Made-to-measure clothing has also become popular at Harry Rosen, now accounting for about 20% of the company's suit business. Besides ensuring that a suit fits a man 'like a glove', made-to-measure has the added bonus of making the suit customizable, including whatever lining the customer desires, for example.
Customer service was key to Harry Rosen's success from the very start. When a young Harry Rosen and his brother Lou opened a 500 square foot men's store in 1954, keeping information and contacting clients was key. Located on Parliament Street far removed from Toronto's bustling shopping and business districts, Harry Rosen needed to find ways to get men to come back to his store. Keeping measurements and style preferences handy, and contacting customers when something of interest arrived, gained a fiercely loyal clientele for Harry Rosen. Exceptional product and customer service paid off -- after several years, the store relocated to a substantially larger location in Toronto's Financial District.
Exceptional customer service will continue to be vital, as competition heats up in Canadian luxury retailing. Homegrown Holt Renfrew is upping its menswear game, having recently opened a luxurious free-standing men's store on Toronto's Bloor Street (directly across the street from Rosen's), as well as expanding its menswear offerings in many of its existing stores. Saks Fifth Avenue will open as many as seven Canadian stores, targeted to be more luxurious than its American locations.

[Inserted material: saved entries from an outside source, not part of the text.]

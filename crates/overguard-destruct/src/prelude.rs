//! Prelude for overguard-destruct.

pub use crate::delayed::DelayedDestruction;
pub use crate::error::{DestructError, DestructResult};
pub use crate::explosion::WorldExplosion;
pub use crate::ratio::{RatioControl, RatioDriftFailure};
pub use crate::world::{Coordinate, World};
//! Destruction by explosion, or by silently removing the block.

use overguard_watchdog::Destructible;

use crate::error::{DestructError, DestructResult};
use crate::world::{Coordinate, World};

/// Explosion strength of an overloaded cable.
pub const CABLE_STRENGTH: f32 = 1.5;

/// Explosion strength of an overloaded machine.
pub const MACHINE_STRENGTH: f32 = 3.0;

/// Destroys an entity by blowing up its block.
///
/// With explosions disabled the block is cleared instead, so worlds that opt
/// out of terrain damage still lose the failed entity. Degraded signals are
/// ignored.
#[derive(Debug, Clone)]
pub struct WorldExplosion<W> {
    world: W,
    at: Coordinate,
    kind: String,
    strength: f32,
    explosions_enabled: bool,
}

impl<W: World> WorldExplosion<W> {
    /// Explosion of `kind` at `at`, with zero strength until a preset or an
    /// explicit strength is chosen.
    #[must_use]
    pub fn new(world: W, at: Coordinate, kind: impl Into<String>) -> Self {
        Self {
            world,
            at,
            kind: kind.into(),
            strength: 0.0,
            explosions_enabled: true,
        }
    }

    /// Use the cable preset.
    #[must_use]
    pub fn cable(mut self) -> Self {
        self.strength = CABLE_STRENGTH;
        self
    }

    /// Use the machine preset.
    #[must_use]
    pub fn machine(mut self) -> Self {
        self.strength = MACHINE_STRENGTH;
        self
    }

    /// Use an explicit strength.
    ///
    /// # Errors
    ///
    /// Returns an error if `strength` is negative or not finite.
    pub fn with_strength(mut self, strength: f32) -> DestructResult<Self> {
        if !strength.is_finite() || strength < 0.0 {
            return Err(DestructError::InvalidStrength(strength));
        }
        self.strength = strength;
        Ok(self)
    }

    /// Choose between a real explosion and clearing the block.
    #[must_use]
    pub fn explosions_enabled(mut self, enabled: bool) -> Self {
        self.explosions_enabled = enabled;
        self
    }

    /// Block that blows up.
    #[must_use]
    pub fn coordinate(&self) -> Coordinate {
        self.at
    }

    /// Configured strength.
    #[must_use]
    pub fn strength(&self) -> f32 {
        self.strength
    }

    /// The world handle.
    #[must_use]
    pub fn world(&self) -> &W {
        &self.world
    }
}

impl<W: World> Destructible for WorldExplosion<W> {
    fn describe(&self) -> String {
        format!("{} ({})", self.kind, self.at)
    }

    fn destroy(&mut self) {
        if self.explosions_enabled {
            tracing::info!(
                kind = %self.kind,
                at = %self.at,
                strength = self.strength,
                "Exploding"
            );
            self.world.explode(self.at, self.strength);
        } else {
            tracing::info!(kind = %self.kind, at = %self.at, "Explosions disabled, clearing block");
            self.world.clear_block(self.at);
        }
    }
}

Hudson's Bay is expanding its menswear offerings, bringing in new upscale lines such as Theory, Vince, Hugo Boss, Z-Zegna and Strellson to its flagship locations. La Maison Simons is on an aggressive Canadian store expansion, and the retailer carries some pricey, trendier designer lines. And Seattle-based Nordstrom, known for its customer service and extensive shoe selection, plans to open as many as 10 Canadian stores over the next several years.
Harry Rosen will compete with the best of them, we expect, given its efforts to satisfy the customer, as well as carry a breadth of luxury product available in few other Canadian stores. The company continues to maintain its core base of loyal shoppers despite the competition and, interestingly, business has been up at its Chinook Centre location since Nordstrom opened its first Canadian location in the Calgary mall a couple of months ago. Although an unprecedented number of luxury retailers are looking to attract Canada's limited luxury dollars, Harry Rosen's efforts will likely see it continue to thrive.
To maintain market dominance in the face of competition, Harry Rosen is spending well in excess of $100 million on store renovations and new locations. Its Vancouver flagship will be overhauled, and its Oakridge Centre location recently saw a substantial renovation. A replacement Ottawa store opened this month, and a new replacement store will open at Toronto's Sherway Gardens in 2015. Its Les Cours Mont-Royal location in downtown Montreal will see a world-class renovation/expansion, growing by 50% to become the company's second-largest store. Larry Rosen also let us in on a secret that the retailer hasn't yet revealed to the public - that Harry Rosen will replace its 10,000 square foot unit at Mississauga's Square One with a world-class 18,000 square foot flagship in 2016. The new store will be part of an innovative luxury next to the mall's new flagship Holt Renfrew, and we'll discuss details in a separate article in the coming weeks.